Arcadia creditors have approved all seven of the group’s company voluntary arrangement (CVA) proposals.
The group’s majority shareholder, Lady Green, will invest a further £50m of equity into Arcadia if the CVAs remain unchallenged, in addition to the £50m of funding already provided in March.
Lady Green has also agreed to fund the cost of the amended rental reduction terms within the CVA proposals, as announced on 7 June.
Separately, the group has reached an agreement with the trustees of the pension schemes, the Pensions Regulator and the Pension Protection Fund, to reduce its deficit repair contributions from £50m to £25m per year, for three years, with security granted to the value of £210m over certain assets of the group.
As previously announced, Lady Green will provide an additional £100m of cash into the schemes to help bridge the shortfall, with funding of £25m per year for the next three years, plus an additional £25m contribution.
The creditors first met on 5 June to vote on the CVA proposals, but Arcadia was forced to reconvene the meeting to give it time to “conduct further dialogue with a few landlords”, after it became obvious that not all of the CVAs would be approved.
In a bid to win landlord support, Arcadia then reduced the level of rent reductions required under the CVAs.
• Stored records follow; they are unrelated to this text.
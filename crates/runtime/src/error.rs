//! Error types for the webdock runtime.

use std::time::Duration;

use thiserror::Error;

/// Result type alias for runtime operations.
pub type Result<T> = std::result::Result<T, Error>;

/// Errors that can occur in the webdock runtime.
#[derive(Debug, Error)]
pub enum Error {
    /// Could not bind the bridge service's listen port. Fatal to bridge start.
    #[error("Failed to bind bridge service on port {port}: {source}")]
    Bind {
        port: u16,
        #[source]
        source: std::io::Error,
    },

    /// The peer did not become ready within the deadline.
    #[error("Timed out waiting for peer on port {0}")]
    ConnectTimeout(u16),

    /// The channel is latched disconnected; no further calls will be made.
    #[error("Bridge channel is disconnected")]
    Disconnected,

    /// Transport-level failure (framing, read, or write).
    #[error("Transport error: {0}")]
    Transport(String),

    /// The peer acknowledged the call with an error status.
    #[error("Peer rejected call: {0}")]
    Rejected(String),

    /// The main-thread hand-off did not complete within its bounded wait.
    #[error("Main-thread hand-off timed out after {0:?}")]
    HandoffTimeout(Duration),

    /// The main loop has been torn down; no more hand-offs are possible.
    #[error("Main loop is gone")]
    MainLoopClosed,

    /// Failed to launch or supervise the child process.
    #[error("Failed to launch child process: {0}")]
    LaunchFailed(String),

    /// I/O error.
    #[error("I/O error: {0}")]
    Io(#[from] std::io::Error),

    /// JSON serialization/deserialization error.
    #[error("JSON error: {0}")]
    Json(#[from] serde_json::Error),
}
Previously, the group had requested a reduction of between 30% and 70% across 194 of its 566 UK and Irish stores over a three-year period. This was revised to between 25% and 50%. Lady Green offered to make up the shortfall – expected to amount to £9.5m in the first year.
Under the terms of the CVAs, Arcadia will close 23 out of its UK and Irish stores.
Alongside the CVA, Arcadia plans to put two subsidiaries into administration, resulting in a further 25 store closures. Six Miss Selfridge stores and 19 Evans stores will also be affected by the expected administrations of both property companies.
The rest of its stores will remain open and trading as normal, and the group’s online sales channels “will be completely unaffected by the proposed changes”.
The group will also close all eleven Topshop Topman stores in the US.
Ian Grabiner, CEO of Arcadia Group, said: “We are extremely grateful to our creditors for supporting these proposals and to Lady Green for her continued support. After many months of engaging with all our key stakeholders, taking on board their feedback, and sharing our turnaround plans, the future of Arcadia, our thousands of colleagues, and our extensive supplier base is now on a much firmer footing.
“From today, with the right structure in place to reduce our cost base and create a stable financial platform for the Group, we can execute our business turnaround plan to drive growth through our digital and wholesale channels, while ensuring our store portfolio remains at the heart of our customer offer.
“I am confident about the future of Arcadia and our ability to provide our customers with the very best multi-channel experience, deliver the fashion trends that they demand, and ultimately inspire a renewed loyalty to our brands that will support the long-term growth of our business.
“Finally, I would like to thank all of our team and advisors for their support throughout the CVA process. It has been incredibly challenging for all concerned but I believe this is the right outcome for all our creditors.”